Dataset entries

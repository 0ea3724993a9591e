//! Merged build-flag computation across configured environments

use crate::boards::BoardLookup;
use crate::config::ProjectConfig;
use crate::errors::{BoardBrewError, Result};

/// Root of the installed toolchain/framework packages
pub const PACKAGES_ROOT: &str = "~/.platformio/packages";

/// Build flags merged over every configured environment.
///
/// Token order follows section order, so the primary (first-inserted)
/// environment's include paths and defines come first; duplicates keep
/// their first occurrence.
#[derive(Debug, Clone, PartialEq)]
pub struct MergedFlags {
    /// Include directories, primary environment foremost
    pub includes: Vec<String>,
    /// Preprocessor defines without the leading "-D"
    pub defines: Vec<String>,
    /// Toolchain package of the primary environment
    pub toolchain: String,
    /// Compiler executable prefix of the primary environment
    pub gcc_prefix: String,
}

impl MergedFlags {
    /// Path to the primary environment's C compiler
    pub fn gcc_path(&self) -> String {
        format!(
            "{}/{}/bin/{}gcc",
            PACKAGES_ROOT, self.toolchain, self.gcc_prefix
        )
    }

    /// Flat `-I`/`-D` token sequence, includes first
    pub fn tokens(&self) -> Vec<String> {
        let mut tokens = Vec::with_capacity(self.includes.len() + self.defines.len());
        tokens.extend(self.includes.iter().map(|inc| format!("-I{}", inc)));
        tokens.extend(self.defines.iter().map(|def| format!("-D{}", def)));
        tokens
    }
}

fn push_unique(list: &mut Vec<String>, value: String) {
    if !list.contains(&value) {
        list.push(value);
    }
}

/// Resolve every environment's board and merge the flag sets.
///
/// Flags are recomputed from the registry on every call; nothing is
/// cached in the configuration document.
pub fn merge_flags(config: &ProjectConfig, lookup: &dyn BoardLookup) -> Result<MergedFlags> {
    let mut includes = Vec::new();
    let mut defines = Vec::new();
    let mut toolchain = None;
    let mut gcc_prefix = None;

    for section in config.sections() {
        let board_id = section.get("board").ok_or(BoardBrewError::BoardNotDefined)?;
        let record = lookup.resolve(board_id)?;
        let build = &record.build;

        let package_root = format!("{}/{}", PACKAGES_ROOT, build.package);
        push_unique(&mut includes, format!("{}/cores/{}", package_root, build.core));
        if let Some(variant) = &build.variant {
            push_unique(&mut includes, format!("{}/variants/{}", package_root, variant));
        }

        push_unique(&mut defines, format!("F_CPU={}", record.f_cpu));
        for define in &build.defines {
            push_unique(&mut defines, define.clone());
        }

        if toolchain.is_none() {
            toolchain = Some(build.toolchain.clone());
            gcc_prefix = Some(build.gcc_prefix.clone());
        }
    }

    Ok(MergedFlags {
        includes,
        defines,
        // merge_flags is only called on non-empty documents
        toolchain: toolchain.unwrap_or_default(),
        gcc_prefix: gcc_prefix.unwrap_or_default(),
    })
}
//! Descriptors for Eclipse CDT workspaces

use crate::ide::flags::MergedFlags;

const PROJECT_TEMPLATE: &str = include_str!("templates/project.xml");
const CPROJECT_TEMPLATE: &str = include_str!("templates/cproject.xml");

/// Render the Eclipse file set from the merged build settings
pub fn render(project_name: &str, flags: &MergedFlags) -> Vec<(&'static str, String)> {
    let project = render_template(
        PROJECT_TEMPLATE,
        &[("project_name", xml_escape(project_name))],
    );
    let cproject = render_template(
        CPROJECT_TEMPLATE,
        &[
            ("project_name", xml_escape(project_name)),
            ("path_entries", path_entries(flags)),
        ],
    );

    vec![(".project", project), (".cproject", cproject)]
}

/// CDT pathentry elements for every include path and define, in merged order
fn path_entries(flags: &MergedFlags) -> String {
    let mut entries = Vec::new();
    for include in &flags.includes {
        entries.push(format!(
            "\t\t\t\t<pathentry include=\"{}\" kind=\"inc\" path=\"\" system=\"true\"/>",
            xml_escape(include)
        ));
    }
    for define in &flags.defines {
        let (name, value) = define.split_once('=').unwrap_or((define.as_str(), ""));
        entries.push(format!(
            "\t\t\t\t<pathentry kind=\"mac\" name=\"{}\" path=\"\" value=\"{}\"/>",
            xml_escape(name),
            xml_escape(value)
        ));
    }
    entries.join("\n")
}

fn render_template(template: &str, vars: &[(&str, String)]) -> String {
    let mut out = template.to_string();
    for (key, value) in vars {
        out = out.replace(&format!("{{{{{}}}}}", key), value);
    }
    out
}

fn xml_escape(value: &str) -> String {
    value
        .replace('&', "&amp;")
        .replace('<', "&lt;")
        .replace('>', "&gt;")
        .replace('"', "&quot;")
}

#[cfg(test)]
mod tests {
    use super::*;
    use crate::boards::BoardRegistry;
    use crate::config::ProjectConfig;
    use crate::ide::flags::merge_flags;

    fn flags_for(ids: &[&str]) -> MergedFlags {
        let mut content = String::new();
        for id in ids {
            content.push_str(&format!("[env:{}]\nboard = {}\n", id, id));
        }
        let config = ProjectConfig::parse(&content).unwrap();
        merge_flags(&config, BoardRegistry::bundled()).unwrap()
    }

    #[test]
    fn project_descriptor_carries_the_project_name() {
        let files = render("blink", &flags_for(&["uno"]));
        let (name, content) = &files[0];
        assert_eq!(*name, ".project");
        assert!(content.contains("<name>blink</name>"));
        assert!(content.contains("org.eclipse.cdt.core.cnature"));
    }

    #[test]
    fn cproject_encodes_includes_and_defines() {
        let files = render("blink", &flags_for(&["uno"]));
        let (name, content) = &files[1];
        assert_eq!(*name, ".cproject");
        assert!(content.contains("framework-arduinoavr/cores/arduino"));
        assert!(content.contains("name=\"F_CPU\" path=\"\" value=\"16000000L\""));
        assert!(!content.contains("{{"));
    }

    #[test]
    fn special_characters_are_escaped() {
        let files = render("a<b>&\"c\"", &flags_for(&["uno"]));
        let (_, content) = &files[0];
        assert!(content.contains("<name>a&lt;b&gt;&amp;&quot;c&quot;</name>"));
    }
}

▶ **Directions**: Report every line of the data in which "self" appears.

▶ **Your response**:
    pub fn gcc_path(&self) -> String {
            PACKAGES_ROOT, self.toolchain, self.gcc_prefix
    pub fn tokens(&self) -> Vec<String> {
        let mut tokens = Vec::with_capacity(self.includes.len() + self.defines.len());
        tokens.extend(self.includes.iter().map(|inc| format!("-I{}", inc)));
        tokens.extend(self.defines.iter().map(|def| format!("-D{}", def)));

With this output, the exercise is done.